═════ RECORDED DATA ═════

//! Connection handling shared by the status and promote calls.

use std::time::Duration;

use bytes::Bytes;
use http::header::{ACCEPT, AUTHORIZATION, CONTENT_TYPE, HOST, USER_AGENT};
use http::{Method, Request, Uri};
use http_body_util::{BodyExt, Full};
use tracing::debug;

use bigswitch_core::config::DEFAULT_REQUEST_TIMEOUT;
use bigswitch_core::{ReleaseError, ReleaseManagerConfig, ReleaseResult};

const CALLER_HEADER: &str = "x-caller-email";

/// Client for the release manager's status and release endpoints.
#[derive(Debug, Clone)]
pub struct ReleaseClient {
    /// `host:port` to connect to.
    authority: String,
    /// Base path without a trailing slash (usually empty).
    base_path: String,
    token: String,
    caller: String,
    timeout: Duration,
}

impl ReleaseClient {
    /// Create a client for `base_url`, e.g. `http://release-manager:8080/api`.
    pub fn new(
        base_url: &str,
        token: impl Into<String>,
        caller: impl Into<String>,
    ) -> ReleaseResult<Self> {
        let uri: Uri = base_url
            .trim()
            .parse()
            .map_err(|e: http::uri::InvalidUri| ReleaseError::InvalidUrl(e.to_string()))?;

        match uri.scheme_str() {
            Some("http") => {}
            Some(other) => return Err(ReleaseError::UnsupportedScheme(other.to_string())),
            None => return Err(ReleaseError::InvalidUrl(base_url.to_string())),
        }

        let authority = uri
            .authority()
            .ok_or_else(|| ReleaseError::InvalidUrl(base_url.to_string()))?;
        let port = authority.port_u16().unwrap_or(80);

        Ok(Self {
            authority: format!("{}:{port}", authority.host()),
            base_path: uri.path().trim_end_matches('/').to_string(),
            token: token.into(),
            caller: caller.into(),
            timeout: DEFAULT_REQUEST_TIMEOUT,
        })
    }

    /// Build a client from the `[release_manager]` config section.
    pub fn from_config(config: &ReleaseManagerConfig, timeout: Duration) -> ReleaseResult<Self> {
        Ok(Self::new(&config.url, &config.token, &config.caller)?.with_timeout(timeout))
    }

    pub fn with_timeout(mut self, timeout: Duration) -> Self {
        self.timeout = timeout;
        self
    }

    pub fn caller(&self) -> &str {
        &self.caller
    }

    pub(crate) fn path(&self, endpoint: &str) -> String {
        format!("{}/{endpoint}", self.base_path)
    }

    /// Send one request and return the body of a 2xx response.
    pub(crate) async fn send(
        &self,
        method: Method,
        path_and_query: &str,
        json_body: Option<Vec<u8>>,
    ) -> ReleaseResult<Bytes> {
        match tokio::time::timeout(self.timeout, self.exchange(method, path_and_query, json_body))
            .await
        {
            Ok(result) => result,
            Err(_) => {
                debug!(path = %path_and_query, "release manager request timed out");
                Err(ReleaseError::Timeout(self.timeout))
            }
        }
    }

    async fn exchange(
        &self,
        method: Method,
        path_and_query: &str,
        json_body: Option<Vec<u8>>,
    ) -> ReleaseResult<Bytes> {
        let stream = tokio::net::TcpStream::connect(self.authority.as_str())
            .await
            .map_err(|e| ReleaseError::Connect(e.to_string()))?;

        let io = hyper_util::rt::TokioIo::new(stream);
        let (mut sender, conn) = hyper::client::conn::http1::handshake(io)
            .await
            .map_err(|e| ReleaseError::Connect(e.to_string()))?;

        // Drive the connection in the background.
        tokio::spawn(async move {
            if let Err(e) = conn.await {
                debug!(error = %e, "release manager connection closed with error");
            }
        });

        let mut builder = Request::builder()
            .method(method.clone())
            .uri(path_and_query)
            .header(HOST, self.authority.as_str())
            .header(AUTHORIZATION, format!("Bearer {}", self.token))
            .header(CALLER_HEADER, self.caller.as_str())
            .header(ACCEPT, "application/json")
            .header(USER_AGENT, "big-switch/0.1");
        if json_body.is_some() {
            builder = builder.header(CONTENT_TYPE, "application/json");
        }
        let req = builder
            .body(Full::new(Bytes::from(json_body.unwrap_or_default())))
            .map_err(|e| ReleaseError::Request(e.to_string()))?;

        let resp = sender
            .send_request(req)
            .await
            .map_err(|e| ReleaseError::Request(e.to_string()))?;

        let status = resp.status();
        let body = resp
            .into_body()
            .collect()
            .await
            .map_err(|e| ReleaseError::Request(e.to_string()))?
            .to_bytes();

        debug!(%method, path = %path_and_query, %status, bytes = body.len(), "release manager responded");

        if !status.is_success() {
            return Err(ReleaseError::Status {
                status: status.as_u16(),
                body: String::from_utf8_lossy(&body).into_owned(),
            });
        }
        Ok(body)
    }
}

#[cfg(test)]
mod tests {
    use super::*;

    #[test]
    fn parses_host_port_and_path() {
        let c = ReleaseClient::new("http://rm.local:9090/api/", "t", "me@local.com").unwrap();
        assert_eq!(c.authority, "rm.local:9090");
        assert_eq!(c.path("status"), "/api/status");
        assert_eq!(c.caller(), "me@local.com");
    }

    #[test]
    fn default_port_is_80() {
        let c = ReleaseClient::new("http://rm.local", "t", "c").unwrap();
        assert_eq!(c.authority, "rm.local:80");
        assert_eq!(c.path("release"), "/release");
    }

    #[test]
    fn https_is_rejected() {
        let err = ReleaseClient::new("https://rm.local", "t", "c").unwrap_err();
        assert!(matches!(err, ReleaseError::UnsupportedScheme(s) if s == "https"));
    }

    #[test]
    fn relative_url_is_rejected() {
        let err = ReleaseClient::new("/status", "t", "c").unwrap_err();
        assert!(matches!(err, ReleaseError::InvalidUrl(_)));
    }

    #[tokio::test]
    async fn connection_refused_is_connect_error() {
        let c = ReleaseClient::new("http://127.0.0.1:1", "t", "c")
            .unwrap()
            .with_timeout(Duration::from_millis(500));
        let err = c.send(Method::GET, "/status", None).await.unwrap_err();
        assert!(matches!(err, ReleaseError::Connect(_) | ReleaseError::Timeout(_)));
    }
}
//! `bigswitchd check-config` — validate a config file without contacting anything.

use std::path::Path;

use anyhow::Result;

use bigswitch_core::Config;

pub fn run(path: &Path) -> Result<()> {
    let config = super::load_config(path)?;
    for line in summarize(&config)? {
        println!("{line}");
    }
    Ok(())
}

fn summarize(config: &Config) -> Result<Vec<String>> {
    let mut lines = vec![
        format!("release manager  {}", config.release_manager.url),
        format!("caller           {}", config.release_manager.caller),
        format!("request timeout  {:?}", config.release_manager.request_timeout()?),
        format!("alert duration   {:?}", config.pipeline.alert_duration()?),
        format!("failure cooldown {:?}", config.pipeline.failure_cooldown()?),
    ];
    for service in &config.services {
        lines.push(format!(
            "service {:<16} namespace={} every {:?} warmup {:?} color #{:06x}",
            service.name,
            service.namespace().unwrap_or("-"),
            service.polling_interval()?,
            service.warmup()?,
            config.color_for(&service.name),
        ));
    }
    Ok(lines)
}

#[cfg(test)]
mod tests {
    use super::*;
    use std::io::Write;

    const VALID: &str = r#"
[release_manager]
url = "http://release-manager.local/api"
token = "arst"
caller = "me@local.com"

[pipeline]
alert_duration = "30s"

[[services]]
name = "payments"
namespace = "prod"
polling_interval = "10s"
color = 0x00ff00

[[services]]
name = "ledger"
"#;

    fn write_config(content: &str) -> tempfile::NamedTempFile {
        let mut file = tempfile::NamedTempFile::new().unwrap();
        file.write_all(content.as_bytes()).unwrap();
        file
    }

    #[test]
    fn valid_config_passes() {
        let file = write_config(VALID);
        run(file.path()).unwrap();
    }

    #[test]
    fn summary_lists_services_with_defaults() {
        let config: Config = VALID.parse().unwrap();
        let lines = summarize(&config).unwrap();

        assert!(lines.contains(&"alert duration   30s".to_string()));
        assert!(lines.contains(&"failure cooldown 5s".to_string()));
        assert!(lines.iter().any(|l| l.starts_with("service payments")
            && l.contains("namespace=prod")
            && l.contains("every 10s")
            && l.ends_with("color #00ff00")));
        assert!(lines.iter().any(|l| l.starts_with("service ledger")
            && l.contains("namespace=-")
            && l.contains("every 30s")
            && l.ends_with("color #0000ff")));
    }

    #[test]
    fn missing_token_is_reported_with_path() {
        let file = write_config(&VALID.replace(r#"token = "arst""#, r#"token = """#));
        let err = run(file.path()).unwrap_err();

        let msg = format!("{err:#}");
        assert!(msg.contains(&file.path().display().to_string()));
        assert!(msg.contains("release_manager.token"));
    }

    #[test]
    fn missing_file_is_an_error() {
        let dir = tempfile::tempdir().unwrap();
        assert!(run(&dir.path().join("nope.toml")).is_err());
    }
}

═════

# WORK TASK
Filter the data for the string "arst" and copy every line that has it.

# RESULT OF THIS TASK
token = "arst"
        let file = write_config(&VALID.replace(r#"token = "arst""#, r#"token = """#));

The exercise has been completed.